* _Your goal_: Provide only the number of lines in the data below that contain the string "clamp".

(Saved entries)
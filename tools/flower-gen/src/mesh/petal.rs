//! Petal layer lofting
//!
//! A traced outline becomes a drooping cup: three rings per outline point
//! (inner attachment ring, raised peak ring, and the outline itself pushed
//! out to its real radius and dropped by the droop term), stitched by two
//! wrapping triangle strips.

use super::{MeshError, MeshPart, Vertex};
use crate::contour::Point;
use crate::params::FlowerParameters;
use glam::{Vec2, Vec3};

/// Loft shape in world units, derived from [`FlowerParameters`]
#[derive(Debug, Clone, Copy, PartialEq)]
pub struct PetalLoft {
    /// World units per source pixel
    pub scale: f64,
    pub connection_radius_px: f64,
    pub droop_start_radius_px: f64,
    pub peak_height_offset: f64,
    pub droop_factor: f64,
    pub connection_vertical_offset: f64,
}

impl PetalLoft {
    pub fn from_params(params: &FlowerParameters) -> Self {
        Self {
            scale: params.petal_scale_factor as f64,
            connection_radius_px: params.connection_radius_px as f64,
            droop_start_radius_px: params.droop_start_radius_px as f64,
            peak_height_offset: params.peak_height_offset as f64,
            droop_factor: params.petal_droop_factor as f64,
            connection_vertical_offset: params.connection_vertical_offset as f64,
        }
    }

    /// Height of the inner ring
    pub fn attachment_y(&self, base_y: f64) -> f64 {
        base_y + self.connection_vertical_offset
    }

    /// Height of the peak ring
    pub fn peak_y(&self, base_y: f64) -> f64 {
        self.attachment_y(base_y) + self.peak_height_offset
    }

    fn inner_radius(&self) -> f64 {
        self.connection_radius_px * self.scale
    }

    /// Peak ring radius, kept strictly outside the inner ring
    fn peak_radius(&self) -> f64 {
        let inner = self.inner_radius();
        let peak = self.droop_start_radius_px * self.scale;
        if peak > inner {
            peak
        } else if inner * 1.1 < 1e-15 {
            0.01
        } else {
            inner * 1.1
        }
    }
}

fn ring_vertex(radius: f64, y: f64, (cos, sin): (f64, f64), normal: Vec3, uv: Vec2) -> Vertex {
    let position = Vec3::new((radius * cos) as f32, y as f32, (radius * sin) as f32);
    Vertex::new(position, Some(normal.normalize()), Some(uv))
}

/// Polar UV around the image center, `radius_px` pixels out
fn polar_uv(radius_px: f64, (width, height): (f64, f64), (cos, sin): (f64, f64)) -> Vec2 {
    Vec2::new(
        (0.5 + radius_px / width * cos).clamp(0.0, 1.0) as f32,
        (0.5 - radius_px / height * sin).clamp(0.0, 1.0) as f32,
    )
}

/// Loft a simplified outline from a `width` x `height` layer image
///
/// Vertices are laid out as three blocks of `contour.len()`: inner ring,
/// peak ring, outline ring. Each outline point contributes four triangles.
pub fn generate_petal_layer(
    name: impl Into<String>,
    contour: &[Point],
    (width, height): (u32, u32),
    base_y: f32,
    loft: &PetalLoft,
) -> Result<MeshPart, MeshError> {
    if contour.len() < 3 {
        return Err(MeshError::TooFewContourPoints(contour.len()));
    }
    if width == 0 || height == 0 {
        return Err(MeshError::EmptyImage);
    }

    let size = (width as f64, height as f64);
    let center = (size.0 / 2.0, size.1 / 2.0);
    let base_y = base_y as f64;
    let attachment_y = loft.attachment_y(base_y);
    let peak_y = loft.peak_y(base_y);
    let inner_radius = loft.inner_radius();
    let peak_radius = loft.peak_radius();

    let mut inner = Vec::with_capacity(contour.len());
    let mut peak = Vec::with_capacity(contour.len());
    let mut outline = Vec::with_capacity(contour.len());

    for point in contour {
        let (px, py) = (point.x as f64, point.y as f64);
        let (dx, dy) = (px - center.0, py - center.1);
        let dist_sq = dx * dx + dy * dy;
        let dist = if dist_sq > 1e-15 { dist_sq.sqrt() } else { 0.0 };
        // Image rows grow downward, world Z grows toward the viewer
        let angle = if dist > 1e-15 { (-dy).atan2(dx) } else { 0.0 };
        let dir = (angle.cos(), angle.sin());
        let (cos, sin) = (dir.0 as f32, dir.1 as f32);

        inner.push(ring_vertex(
            inner_radius,
            attachment_y,
            dir,
            Vec3::new(cos * 0.1, 1.0, sin * 0.1),
            polar_uv(loft.connection_radius_px, size, dir),
        ));

        peak.push(ring_vertex(
            peak_radius,
            peak_y,
            dir,
            Vec3::new(cos * 0.3, 0.9, sin * 0.3),
            polar_uv(loft.droop_start_radius_px, size, dir),
        ));

        let droop = (dist - loft.droop_start_radius_px).max(0.0) * loft.droop_factor * loft.scale;
        let uv = Vec2::new(
            ((px + 0.5) / size.0).clamp(0.0, 1.0) as f32,
            ((py + 0.5) / size.1).clamp(0.0, 1.0) as f32,
        );
        outline.push(ring_vertex(
            dist * loft.scale,
            peak_y - droop,
            dir,
            Vec3::new(cos, 0.5 - droop as f32 * 0.5, sin),
            uv,
        ));
    }

    let mut part = MeshPart::new(name);
    for vertex in inner.into_iter().chain(peak).chain(outline) {
        part.add_vertex(vertex);
    }

    let n = contour.len() as u32;
    let (inner_base, peak_base, outline_base) = (0, n, 2 * n);
    for i in 0..n {
        let next = (i + 1) % n;
        let (in1, in2) = (inner_base + i, inner_base + next);
        let (pk1, pk2) = (peak_base + i, peak_base + next);
        let (co1, co2) = (outline_base + i, outline_base + next);

        part.add_triangle(in1, pk1, pk2);
        part.add_triangle(in1, pk2, in2);
        part.add_triangle(pk1, co1, co2);
        part.add_triangle(pk1, co2, pk2);
    }

    part.has_normals = true;
    part.has_uvs = true;
    Ok(part)
}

* _Response area_: 4